*What is needed*: Among the lines below, a stretch begins at the one with "let ids: Vec<i32>" and ends at the one with "assert!(exported.exists());". Repeat that stretch exactly, ends included.

[Collected data]
<<<<
#[cfg(test)]
mod tests {
    use super::*;
    use crate::models::Page;
    use crate::services::catalog::CatalogClient;
    use crate::services::circulation::MockCirculationClient;
    use crate::services::feedback::NoopFeedback;
    use async_trait::async_trait;
    use std::collections::HashMap;

    /// Catalog stub mapping codes to items, with an optional response
    /// delay to exercise in-flight behavior under paused time
    struct TableCatalog {
        items: HashMap<String, ResolvedItem>,
        delay: Option<Duration>,
    }

    #[async_trait]
    impl CatalogClient for TableCatalog {
        async fn search(
            &self,
            keyword: &str,
            _available_only: bool,
            _page: u32,
            _page_size: u32,
        ) -> AppResult<Page<ResolvedItem>> {
            if let Some(delay) = self.delay {
                tokio::time::sleep(delay).await;
            }
            match self.items.get(keyword) {
                Some(item) => Ok(Page {
                    content: vec![item.clone()],
                    total: 1,
                }),
                None => Ok(Page::empty()),
            }
        }

        async fn get_by_id(&self, id: i64) -> AppResult<ResolvedItem> {
            Err(AppError::NotFound(format!("No item with id {}", id)))
        }
    }

    fn item(id: i32, name: &str) -> ResolvedItem {
        ResolvedItem {
            id,
            name: name.to_string(),
            isbn: None,
            available_copies: 1,
        }
    }

    fn catalog(entries: &[(&str, i32)]) -> TableCatalog {
        TableCatalog {
            items: entries
                .iter()
                .map(|(code, id)| (code.to_string(), item(*id, code)))
                .collect(),
            delay: None,
        }
    }

    fn engine_with(catalog: TableCatalog, circulation: MockCirculationClient) -> ScannerEngine {
        let circulation: Arc<dyn CirculationClient> = Arc::new(circulation);
        let resolver = CatalogResolver::new(Arc::new(catalog), 5, 1_000_000);
        let submitter = BatchSubmitter::new(
            Arc::clone(&circulation),
            std::env::temp_dir().join(format!(
                "bibscan-engine-tests-{}",
                Utc::now().timestamp_nanos_opt().unwrap_or_default()
            )),
        );
        ScannerEngine::new(
            resolver,
            circulation,
            submitter,
            Arc::new(NoopFeedback),
            &ScannerConfig::default(),
        )
    }

    fn inventory_len(snapshot: &EngineSnapshot) -> usize {
        match &snapshot.session {
            ModeState::Inventory(session) => session.entries.len(),
            other => panic!("expected inventory session, got {:?}", other),
        }
    }

    #[tokio::test]
    async fn test_initial_state() {
        let engine = engine_with(catalog(&[]), MockCirculationClient::new());
        let snapshot = engine.snapshot().await;
        assert_eq!(snapshot.mode, Mode::Search);
        assert!(snapshot.is_scanning);
    }

    #[tokio::test]
    async fn test_search_pauses_until_explicit_reset() {
        let engine = engine_with(catalog(&[("dune", 1)]), MockCirculationClient::new());

        let report = engine.scan("dune").await.unwrap();
        assert!(matches!(report.outcome, ScanOutcome::Found { ref item, .. } if item.id == 1));
        assert!(!report.snapshot.is_scanning);

        // Success does not auto-resume; the next frame is dropped
        let report = engine.scan("dune").await.unwrap();
        assert!(matches!(report.outcome, ScanOutcome::Dropped));

        let snapshot = engine.reset_scan().await.unwrap();
        assert!(snapshot.is_scanning);
        assert!(matches!(snapshot.session, ModeState::Search { found: None }));
    }

    #[tokio::test(start_paused = true)]
    async fn test_search_failure_auto_resumes_after_cooldown() {
        let engine = engine_with(catalog(&[]), MockCirculationClient::new());

        let report = engine.scan("unknown code").await.unwrap();
        assert!(matches!(
            report.outcome,
            ScanOutcome::LookupError { not_found: true, .. }
        ));
        assert!(!report.snapshot.is_scanning);

        // Cooldown is 3 s; no user action in between
        tokio::time::sleep(Duration::from_secs(4)).await;
        assert!(engine.snapshot().await.is_scanning);
    }

    #[tokio::test(start_paused = true)]
    async fn test_scan_dropped_while_resolve_in_flight() {
        let mut slow = catalog(&[("dune", 1)]);
        slow.delay = Some(Duration::from_secs(5));
        let engine = engine_with(slow, MockCirculationClient::new());

        let background = engine.clone();
        let pending = tokio::spawn(async move { background.scan("dune").await });
        tokio::task::yield_now().await;
        tokio::task::yield_now().await;

        // A new frame while the lookup is in flight is dropped, not queued
        let report = engine.scan("dune").await.unwrap();
        assert!(matches!(report.outcome, ScanOutcome::Dropped));

        tokio::time::sleep(Duration::from_secs(6)).await;
        let first = pending.await.unwrap().unwrap();
        assert!(matches!(first.outcome, ScanOutcome::Found { .. }));
    }

    #[tokio::test(start_paused = true)]
    async fn test_stale_resolution_not_applied_to_new_session() {
        let mut slow = catalog(&[("dune", 1)]);
        slow.delay = Some(Duration::from_secs(5));
        let engine = engine_with(slow, MockCirculationClient::new());

        let background = engine.clone();
        let pending = tokio::spawn(async move { background.scan("dune").await });
        tokio::task::yield_now().await;
        tokio::task::yield_now().await;

        engine.change_mode(Mode::Inventory, false).await.unwrap();
        tokio::time::sleep(Duration::from_secs(6)).await;

        let report = pending.await.unwrap().unwrap();
        assert!(matches!(report.outcome, ScanOutcome::Dropped));
        assert_eq!(inventory_len(&engine.snapshot().await), 0);
    }

    #[tokio::test(start_paused = true)]
    async fn test_quick_return_reports_each_scan() {
        let mut circulation = MockCirculationClient::new();
        circulation
            .expect_create_return()
            .times(1)
            .returning(|_| Ok(()));
        circulation
            .expect_create_return()
            .times(1)
            .returning(|_| Err(AppError::BadRequest("Already returned".to_string())));

        let engine = engine_with(catalog(&[("dune", 1)]), circulation);
        engine.change_mode(Mode::QuickReturn, false).await.unwrap();

        let report = engine.scan("dune").await.unwrap();
        assert!(matches!(report.outcome, ScanOutcome::Returned { .. }));
        assert!(report.snapshot.is_scanning);

        // Second scan of the same book fails server-side and is reported
        let report = engine.scan("dune").await.unwrap();
        assert!(matches!(report.outcome, ScanOutcome::ReturnFailed { .. }));
        assert!(report.snapshot.is_scanning);

        // Display window elapses; code display cleared without user action
        tokio::time::sleep(Duration::from_secs(3)).await;
        assert!(engine.snapshot().await.last_code.is_none());
    }

    #[tokio::test]
    async fn test_inventory_duplicates_are_rejected() {
        let engine = engine_with(
            catalog(&[("dune", 1), ("hobbit", 2)]),
            MockCirculationClient::new(),
        );
        engine.change_mode(Mode::Inventory, false).await.unwrap();

        let report = engine.scan("dune").await.unwrap();
        assert!(matches!(
            report.outcome,
            ScanOutcome::InventoryAdded { position: 1, .. }
        ));
        assert_eq!(report.feedback, Some(Feedback::Success));

        let report = engine.scan("dune").await.unwrap();
        assert!(matches!(report.outcome, ScanOutcome::DuplicateEntry { .. }));
        assert_eq!(report.feedback, Some(Feedback::Duplicate));
        assert_eq!(inventory_len(&report.snapshot), 1);

        let report = engine.scan("hobbit").await.unwrap();
        assert!(matches!(
            report.outcome,
            ScanOutcome::InventoryAdded { position: 2, .. }
        ));
    }

    #[tokio::test]
    async fn test_finish_inventory_exports_then_clears() {
        let engine = engine_with(
            catalog(&[("a", 1), ("b", 2), ("c", 3)]),
            MockCirculationClient::new(),
        );
        engine.change_mode(Mode::Inventory, false).await.unwrap();
        for code in ["a", "b", "c"] {
            engine.scan(code).await.unwrap();
        }

        let completion = engine.finish_inventory().await.unwrap();
        assert_eq!(completion.report.total_scanned, 3);
        let ids: Vec<i32> = completion.report.entries.iter().map(|e| e.item_id).collect();
        assert_eq!(ids, vec![1, 2, 3]);
        assert!(completion.report.duration_seconds >= 0);

        let exported = std::path::Path::new(&completion.exported_to);
        assert!(exported.exists());
        std::fs::remove_dir_all(exported.parent().unwrap()).unwrap();

        // Session cleared, still in inventory mode
        assert_eq!(inventory_len(&completion.snapshot), 0);
        let err = engine.finish_inventory().await.unwrap_err();
        assert!(matches!(err, AppError::Validation(_)));
    }

    #[tokio::test]
    async fn test_clear_inventory_requires_confirmation() {
        let engine = engine_with(catalog(&[("dune", 1)]), MockCirculationClient::new());
        engine.change_mode(Mode::Inventory, false).await.unwrap();
        engine.scan("dune").await.unwrap();

        let err = engine.clear_inventory(false).await.unwrap_err();
        assert!(matches!(err, AppError::ConfirmationRequired(_)));

        let snapshot = engine.clear_inventory(true).await.unwrap();
        assert_eq!(inventory_len(&snapshot), 0);
    }

    #[tokio::test]
    async fn test_loan_subject_phase() {
        let engine = engine_with(catalog(&[]), MockCirculationClient::new());
        engine.change_mode(Mode::Loan, false).await.unwrap();

        for bad in ["abc", "-3", "0"] {
            let report = engine.scan(bad).await.unwrap();
            assert!(
                matches!(report.outcome, ScanOutcome::InvalidSubjectCode { .. }),
                "'{}' must be rejected",
                bad
            );
            assert!(matches!(
                report.snapshot.session,
                ModeState::Loan(LoanSession::AwaitingUser)
            ));
        }

        let report = engine.scan("42").await.unwrap();
        assert!(matches!(
            report.outcome,
            ScanOutcome::SubjectSelected { subject_id: 42 }
        ));
        assert!(matches!(
            report.snapshot.session,
            ModeState::Loan(LoanSession::BuildingCart { subject_id: 42, .. })
        ));
    }

    #[tokio::test]
    async fn test_loan_cart_duplicates_and_removal() {
        let engine = engine_with(
            catalog(&[("dune", 10), ("hobbit", 11)]),
            MockCirculationClient::new(),
        );
        engine.change_mode(Mode::Loan, false).await.unwrap();
        engine.scan("7").await.unwrap();

        let report = engine.scan("dune").await.unwrap();
        assert!(matches!(report.outcome, ScanOutcome::CartAdded { position: 1, .. }));

        let report = engine.scan("dune").await.unwrap();
        assert!(matches!(report.outcome, ScanOutcome::DuplicateEntry { .. }));

        engine.scan("hobbit").await.unwrap();
        let snapshot = engine.remove_loan_item(10).await.unwrap();
        match snapshot.session {
            ModeState::Loan(LoanSession::BuildingCart { ref cart, .. }) => {
                assert_eq!(cart.len(), 1);
                assert_eq!(cart[0].id, 11);
            }
            other => panic!("expected loan cart, got {:?}", other),
        }

        let err = engine.remove_loan_item(10).await.unwrap_err();
        assert!(matches!(err, AppError::NotFound(_)));
    }

    #[tokio::test]
    async fn test_complete_loan_partial_failure_resets_without_retry() {
        let mut circulation = MockCirculationClient::new();
        circulation
            .expect_create_loan_batch()
            .times(1)
            .withf(|subject_id, item_ids| *subject_id == 7 && item_ids == [10, 11])
            .returning(|_, _| {
                Ok(BatchResult {
                    success_count: 1,
                    failure_count: 1,
                })
            });

        let engine = engine_with(catalog(&[("dune", 10), ("hobbit", 11)]), circulation);
        engine.change_mode(Mode::Loan, false).await.unwrap();
        engine.scan("7").await.unwrap();
        engine.scan("dune").await.unwrap();
        engine.scan("hobbit").await.unwrap();

        let completion = engine.complete_loan().await.unwrap();
        assert_eq!(completion.subject_id, 7);
        assert_eq!(completion.submitted, 2);
        assert_eq!(completion.result.success_count, 1);
        assert_eq!(completion.result.failure_count, 1);
        assert!(matches!(
            completion.snapshot.session,
            ModeState::Loan(LoanSession::AwaitingUser)
        ));

        // Cart is gone; completing again is a user error, not a retry
        let err = engine.complete_loan().await.unwrap_err();
        assert!(matches!(err, AppError::Validation(_)));
    }

    #[tokio::test]
    async fn test_complete_loan_requires_cart() {
        let engine = engine_with(catalog(&[]), MockCirculationClient::new());
        engine.change_mode(Mode::Loan, false).await.unwrap();
        engine.scan("7").await.unwrap();

        let err = engine.complete_loan().await.unwrap_err();
        assert!(matches!(err, AppError::Validation(_)));
    }

    #[tokio::test]
    async fn test_mode_switch_discards_state_with_confirmation() {
        let engine = engine_with(catalog(&[("dune", 1)]), MockCirculationClient::new());
        engine.change_mode(Mode::Inventory, false).await.unwrap();
        engine.scan("dune").await.unwrap();

        let err = engine.change_mode(Mode::Search, false).await.unwrap_err();
        assert!(matches!(err, AppError::ConfirmationRequired(_)));

        let snapshot = engine.change_mode(Mode::Search, true).await.unwrap();
        assert_eq!(snapshot.mode, Mode::Search);
        assert!(snapshot.is_scanning);

        // Coming back starts a fresh session on both sides
        let snapshot = engine.change_mode(Mode::Inventory, false).await.unwrap();
        assert_eq!(inventory_len(&snapshot), 0);
    }

    #[tokio::test]
    async fn test_change_mode_same_mode_is_noop() {
        let engine = engine_with(catalog(&[("dune", 1)]), MockCirculationClient::new());
        engine.change_mode(Mode::Inventory, false).await.unwrap();
        engine.scan("dune").await.unwrap();

        // No confirmation needed and nothing lost
        let snapshot = engine.change_mode(Mode::Inventory, false).await.unwrap();
        assert_eq!(inventory_len(&snapshot), 1);
    }

    #[tokio::test]
    async fn test_manual_submit_empty_is_an_error() {
        let engine = engine_with(catalog(&[]), MockCirculationClient::new());
        let err = engine.manual_submit("   ").await.unwrap_err();
        assert!(matches!(err, AppError::EmptyCode));
    }

    #[tokio::test]
    async fn test_snapshot_published_after_mutation() {
        let engine = engine_with(catalog(&[("dune", 1)]), MockCirculationClient::new());
        let mut rx = engine.subscribe();
        assert!(!rx.has_changed().unwrap());

        engine.change_mode(Mode::Inventory, false).await.unwrap();
        assert!(rx.has_changed().unwrap());
        assert_eq!(rx.borrow_and_update().mode, Mode::Inventory);
    }
}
>>>>
*Solution*:
        let ids: Vec<i32> = completion.report.entries.iter().map(|e| e.item_id).collect();
        assert_eq!(ids, vec![1, 2, 3]);
        assert!(completion.report.duration_seconds >= 0);

        let exported = std::path::Path::new(&completion.exported_to);
        assert!(exported.exists());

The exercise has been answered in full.